[Stored items]
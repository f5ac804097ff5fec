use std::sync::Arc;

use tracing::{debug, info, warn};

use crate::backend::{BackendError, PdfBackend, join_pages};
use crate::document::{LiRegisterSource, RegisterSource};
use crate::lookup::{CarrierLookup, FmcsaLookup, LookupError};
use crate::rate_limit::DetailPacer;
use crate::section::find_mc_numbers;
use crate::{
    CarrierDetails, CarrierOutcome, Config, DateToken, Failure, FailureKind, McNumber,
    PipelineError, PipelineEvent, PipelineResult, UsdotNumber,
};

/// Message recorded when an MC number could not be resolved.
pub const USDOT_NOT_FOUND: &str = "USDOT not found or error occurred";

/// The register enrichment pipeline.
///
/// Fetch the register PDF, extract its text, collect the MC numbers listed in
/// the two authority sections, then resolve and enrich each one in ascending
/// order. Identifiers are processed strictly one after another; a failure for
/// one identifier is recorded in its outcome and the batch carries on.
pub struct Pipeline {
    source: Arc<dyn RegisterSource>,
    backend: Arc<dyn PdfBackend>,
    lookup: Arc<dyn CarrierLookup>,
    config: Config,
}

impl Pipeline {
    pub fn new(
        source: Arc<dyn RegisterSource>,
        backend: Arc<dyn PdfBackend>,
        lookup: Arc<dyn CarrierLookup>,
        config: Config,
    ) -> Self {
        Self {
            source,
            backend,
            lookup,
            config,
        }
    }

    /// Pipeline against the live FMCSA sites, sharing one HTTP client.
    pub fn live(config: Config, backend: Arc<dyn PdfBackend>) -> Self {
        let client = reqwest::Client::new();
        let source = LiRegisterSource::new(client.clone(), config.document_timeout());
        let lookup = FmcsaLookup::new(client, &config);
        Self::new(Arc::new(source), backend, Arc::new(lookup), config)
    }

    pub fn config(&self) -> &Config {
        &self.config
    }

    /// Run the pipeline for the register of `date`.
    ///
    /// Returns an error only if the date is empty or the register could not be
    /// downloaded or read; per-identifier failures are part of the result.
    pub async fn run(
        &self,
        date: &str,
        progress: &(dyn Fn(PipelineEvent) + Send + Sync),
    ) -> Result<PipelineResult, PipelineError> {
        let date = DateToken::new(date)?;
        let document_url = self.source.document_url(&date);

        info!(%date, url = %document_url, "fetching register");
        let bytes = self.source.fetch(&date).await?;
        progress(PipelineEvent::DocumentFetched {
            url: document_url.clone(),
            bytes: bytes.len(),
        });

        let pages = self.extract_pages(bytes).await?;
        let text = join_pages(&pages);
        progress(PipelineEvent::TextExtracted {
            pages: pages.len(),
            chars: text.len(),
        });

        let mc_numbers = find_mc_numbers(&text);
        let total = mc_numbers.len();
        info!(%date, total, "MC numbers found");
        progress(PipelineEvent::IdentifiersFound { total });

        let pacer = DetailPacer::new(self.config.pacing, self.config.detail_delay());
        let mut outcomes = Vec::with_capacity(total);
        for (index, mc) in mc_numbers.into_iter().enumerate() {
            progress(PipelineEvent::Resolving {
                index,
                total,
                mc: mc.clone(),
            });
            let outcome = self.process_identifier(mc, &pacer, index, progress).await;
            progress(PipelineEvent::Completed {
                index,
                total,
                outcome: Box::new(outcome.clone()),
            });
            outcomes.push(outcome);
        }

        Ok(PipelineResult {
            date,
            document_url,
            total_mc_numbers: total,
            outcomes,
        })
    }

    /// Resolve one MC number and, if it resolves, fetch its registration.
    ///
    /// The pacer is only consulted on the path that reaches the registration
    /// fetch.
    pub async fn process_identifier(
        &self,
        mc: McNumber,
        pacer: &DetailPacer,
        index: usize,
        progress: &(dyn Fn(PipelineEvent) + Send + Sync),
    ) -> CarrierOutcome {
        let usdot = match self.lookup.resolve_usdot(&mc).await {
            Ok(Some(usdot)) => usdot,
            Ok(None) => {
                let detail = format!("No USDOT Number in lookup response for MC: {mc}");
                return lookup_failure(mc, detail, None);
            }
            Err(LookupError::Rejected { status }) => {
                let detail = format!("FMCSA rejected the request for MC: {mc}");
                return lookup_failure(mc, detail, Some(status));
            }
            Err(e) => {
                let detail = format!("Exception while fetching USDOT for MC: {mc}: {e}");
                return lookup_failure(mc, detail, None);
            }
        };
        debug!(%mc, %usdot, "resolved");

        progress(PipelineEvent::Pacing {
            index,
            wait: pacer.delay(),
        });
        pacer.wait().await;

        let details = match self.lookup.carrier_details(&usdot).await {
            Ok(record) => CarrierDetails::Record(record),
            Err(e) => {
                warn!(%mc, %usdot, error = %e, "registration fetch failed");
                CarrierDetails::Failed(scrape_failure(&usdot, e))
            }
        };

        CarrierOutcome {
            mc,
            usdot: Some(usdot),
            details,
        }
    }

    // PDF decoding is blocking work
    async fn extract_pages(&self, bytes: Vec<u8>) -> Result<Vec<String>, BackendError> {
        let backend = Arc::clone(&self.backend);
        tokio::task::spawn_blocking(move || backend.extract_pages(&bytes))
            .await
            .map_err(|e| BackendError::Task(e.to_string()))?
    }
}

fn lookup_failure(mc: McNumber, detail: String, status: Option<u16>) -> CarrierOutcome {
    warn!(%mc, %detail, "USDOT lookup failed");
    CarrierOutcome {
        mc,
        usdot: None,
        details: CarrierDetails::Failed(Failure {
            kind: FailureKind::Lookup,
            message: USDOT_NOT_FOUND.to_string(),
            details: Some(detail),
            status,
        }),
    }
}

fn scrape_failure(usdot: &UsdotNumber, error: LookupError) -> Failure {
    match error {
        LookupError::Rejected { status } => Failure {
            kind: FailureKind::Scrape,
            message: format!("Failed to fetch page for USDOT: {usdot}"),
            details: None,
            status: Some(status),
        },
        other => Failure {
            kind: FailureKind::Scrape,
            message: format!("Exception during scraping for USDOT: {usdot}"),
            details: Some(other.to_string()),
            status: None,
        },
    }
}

WORK ITEM: Return every line of the preceding records in which the word "outcomes" appears.

COMPLETED EXERCISE:
        let mut outcomes = Vec::with_capacity(total);
            outcomes.push(outcome);
            outcomes,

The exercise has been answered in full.